1 – Dénoncer les traités internationaux de libre échange qui ne respecteraient pas une vraie libre concurrence, à qualité, impact sur l’environnement et la santé, conditions de rémunération et de protection sociale égaux.

2 – Un libéralisme assurant la protection des personnes – Revenir sur la Loi El Khomry, protéger les salariés, réduire les CDD non utiles à l’activité économique, contrôler le réel besoin des licenciements économiques (surtout en période de crise lorsque la Société n’est pas en danger ou fait des bénéfices)

3 – Limiter la trop grande importance de la finance au détriment de l’humain. Le paiement de dividendes quand l’Etat donne des milliards d’aides choque. L’actionnariat doit être rémunéré mais ne doit pas influer sur les décisions économiques et sociales de l’entreprise.

4 – Limiter les déséquilibres avec des correctifs négociés dans les Conventions Collectives, évitant la préservation d’acquis obsolètes, sur la base d’une Loi-cadre définissant des critères nouveaux pour la valeur d’un emploi, tels que : incidence sur l’intérêt public (environnement, collectivité, l’entreprise, son personnel, ses outils et moyens), charge mentale ou physique, responsabilités réelles, risques du poste, leur impact humain, travail et intelligence collectifs… 

5 – Eliminer ou réduire les salaires indécents par un rapport prédéterminé entre les salaires extrêmes

Le couple Contribution/Rétribution doit être acceptable et construit en concertation dans un esprit d’équité reconnue. Les salaires indécents, parachutes dorés et privilèges anormaux ne sont guère admissibles. Il faudrait donc un rapport maximum, relatif car négocié et fonction des branches mais incontournable, entre les rémunérations les plus fortes, et les rémunérations les plus faibles en tenant compte de l’échelle des postes. La hausse des plus hautes rémunérations ne pourrait donc qu’être fonction de l’évolution des plus basses, sans perdre le lien avec l’efficacité économique de l’entreprise.  Ce rapport, lié à la valeur des postes établi par la Convention Collective selon la Loi Cadre mentionnée, pourrait être ensuite corrigé par la complexité imprévisible de la tâche, les difficultés surmontées, la reconnaissance, l’engagement, la créativité, la réelle contribution directe ou indirecte au résultat, tant au niveau individuel que collectif.  
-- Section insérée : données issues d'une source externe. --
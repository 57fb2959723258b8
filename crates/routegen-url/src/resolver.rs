//! Base-URL resolution.
//!
//! Computes the canonical external base URL (scheme, host, port) in a single
//! pass over layered configuration:
//!
//! 1. An `https` listener section, if present, makes the candidate
//!    `("https", its port)`; else an `http` section makes it
//!    `("http", its port)`; else the candidate is `("http", 80)`.
//! 2. Explicit `url` settings override the candidate's scheme and port when
//!    set, and must supply the host — there is no hostname fallback.
//! 3. Rendering elides the port when it is the scheme's default
//!    (`https`/443, `http`/80).
//!
//! The result is a pure function of the configuration snapshot at call time;
//! memoization lives in [`BaseUrlCache`](crate::BaseUrlCache), not here.

use std::fmt;

use crate::config::ConfigProvider;

/// Default port for the `https` scheme.
pub const HTTPS_DEFAULT_PORT: u16 = 443;

/// Default port for the `http` scheme.
pub const HTTP_DEFAULT_PORT: u16 = 80;

/// The resolved scheme/host/port triple.
///
/// `Display` renders `scheme://host`, appending `:port` only when the port
/// is not the scheme's default.
///
/// # Example
///
/// ```
/// use routegen_url::BaseUrl;
///
/// let base = BaseUrl {
///     scheme: "http".into(),
///     host: "example.com".into(),
///     port: 4000,
/// };
/// assert_eq!(base.to_string(), "http://example.com:4000");
/// ```
#[derive(Debug, Clone, PartialEq, Eq)]
pub struct BaseUrl {
    /// URL scheme.
    pub scheme: String,
    /// Host name.
    pub host: String,
    /// Port, possibly the scheme default.
    pub port: u16,
}

impl BaseUrl {
    /// Whether the port is the default for the scheme and can be elided.
    #[must_use]
    pub fn is_default_port(&self) -> bool {
        matches!(
            (self.scheme.as_str(), self.port),
            ("https", HTTPS_DEFAULT_PORT) | ("http", HTTP_DEFAULT_PORT)
        )
    }
}

impl fmt::Display for BaseUrl {
    fn fmt(&self, f: &mut fmt::Formatter<'_>) -> fmt::Result {
        if self.is_default_port() {
            write!(f, "{}://{}", self.scheme, self.host)
        } else {
            write!(f, "{}://{}:{}", self.scheme, self.host, self.port)
        }
    }
}

/// Errors from base-URL resolution.
#[derive(Debug, Clone, PartialEq, Eq)]
pub enum UrlConfigError {
    /// The `url` section is absent or does not supply a host.
    MissingHost,
}

impl fmt::Display for UrlConfigError {
    fn fmt(&self, f: &mut fmt::Formatter<'_>) -> fmt::Result {
        match self {
            Self::MissingHost => write!(f, "url configuration is missing required host"),
        }
    }
}

impl std::error::Error for UrlConfigError {}

/// Resolve the external base URL from a configuration snapshot.
///
/// # Errors
///
/// [`UrlConfigError::MissingHost`] when the `url` section is absent or has
/// no `host` — the host is required and fails fast.
pub fn resolve_base_url<C>(config: &C) -> Result<BaseUrl, UrlConfigError>
where
    C: ConfigProvider + ?Sized,
{
    let (mut scheme, mut port) = if let Some(listener) = config.section("https") {
        ("https".to_string(), listener.port.unwrap_or(HTTPS_DEFAULT_PORT))
    } else if let Some(listener) = config.section("http") {
        ("http".to_string(), listener.port.unwrap_or(HTTP_DEFAULT_PORT))
    } else {
        ("http".to_string(), HTTP_DEFAULT_PORT)
    };

    let url = config.section("url").ok_or(UrlConfigError::MissingHost)?;
    let host = url.host.ok_or(UrlConfigError::MissingHost)?;
    if let Some(explicit) = url.scheme {
        scheme = explicit;
    }
    if let Some(explicit) = url.port {
        port = explicit;
    }

    Ok(BaseUrl { scheme, host, port })
}

#[cfg(test)]
mod tests {
    use super::*;
    use crate::config::{Section, StaticConfig};

    fn with_url_host(config: StaticConfig) -> StaticConfig {
        config.with_section("url", Section::new().with_host("example.com"))
    }

    #[test]
    fn http_default_port_is_elided() {
        let config = with_url_host(
            StaticConfig::new().with_section("http", Section::new().with_port(80)),
        );
        assert_eq!(
            resolve_base_url(&config).unwrap().to_string(),
            "http://example.com"
        );
    }

    #[test]
    fn https_default_port_is_elided() {
        let config = with_url_host(
            StaticConfig::new().with_section("https", Section::new().with_port(443)),
        );
        assert_eq!(
            resolve_base_url(&config).unwrap().to_string(),
            "https://example.com"
        );
    }

    #[test]
    fn non_default_port_is_rendered() {
        let config = with_url_host(
            StaticConfig::new().with_section("http", Section::new().with_port(4000)),
        );
        assert_eq!(
            resolve_base_url(&config).unwrap().to_string(),
            "http://example.com:4000"
        );
    }

    #[test]
    fn https_listener_wins_over_http() {
        let config = with_url_host(
            StaticConfig::new()
                .with_section("https", Section::new().with_port(8443))
                .with_section("http", Section::new().with_port(8080)),
        );
        let base = resolve_base_url(&config).unwrap();
        assert_eq!(base.scheme, "https");
        assert_eq!(base.port, 8443);
    }

    #[test]
    fn listener_without_port_uses_scheme_default() {
        let config =
            with_url_host(StaticConfig::new().with_section("https", Section::new()));
        assert_eq!(
            resolve_base_url(&config).unwrap().to_string(),
            "https://example.com"
        );
    }

    #[test]
    fn no_listener_defaults_to_http_80() {
        let config = with_url_host(StaticConfig::new());
        let base = resolve_base_url(&config).unwrap();
        assert_eq!(base.scheme, "http");
        assert_eq!(base.port, 80);
        assert_eq!(base.to_string(), "http://example.com");
    }

    #[test]
    fn url_section_overrides_scheme_and_port() {
        let config = StaticConfig::new()
            .with_section("http", Section::new().with_port(4000))
            .with_section(
                "url",
                Section::new()
                    .with_scheme("https")
                    .with_host("example.com")
                    .with_port(443),
            );
        assert_eq!(
            resolve_base_url(&config).unwrap().to_string(),
            "https://example.com"
        );
    }

    #[test]
    fn url_port_override_keeps_inferred_scheme() {
        let config = StaticConfig::new()
            .with_section("https", Section::new().with_port(443))
            .with_section(
                "url",
                Section::new().with_host("example.com").with_port(8443),
            );
        assert_eq!(
            resolve_base_url(&config).unwrap().to_string(),
            "https://example.com:8443"
        );
    }

    #[test]
    fn missing_url_section_fails_fast() {
        let config = StaticConfig::new().with_section("http", Section::new().with_port(80));
        assert_eq!(
            resolve_base_url(&config),
            Err(UrlConfigError::MissingHost)
        );
    }

    #[test]
    fn url_section_without_host_fails_fast() {
        let config = StaticConfig::new().with_section("url", Section::new().with_port(8080));
        assert_eq!(
            resolve_base_url(&config),
            Err(UrlConfigError::MissingHost)
        );
    }

    #[test]
    fn custom_scheme_never_elides_port() {
        // Only https/443 and http/80 are elided.
        let config = StaticConfig::new().with_section(
            "url",
            Section::new()
                .with_scheme("ws")
                .with_host("example.com")
                .with_port(80),
        );
        assert_eq!(
            resolve_base_url(&config).unwrap().to_string(),
            "ws://example.com:80"
        );
    }
}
6 – Empêcher la baisse des niveaux de rémunération pour empêcher la baisse de la consommation. Et donc, entre autres, en premier lieu, contrôler sérieusement ces accords dits de performance collective

7 – Élargir le débat à l’Europe (Minima, avantages sociaux) car dans plusieurs pays les salaires sont faibles. Les règles européennes doivent être modifiées, harmonisées (et pas par le bas).

Réduire l’écart des rémunérations et éviter leur baisse a un impact positif sur l’efficacité économique et l’engagement des salariés.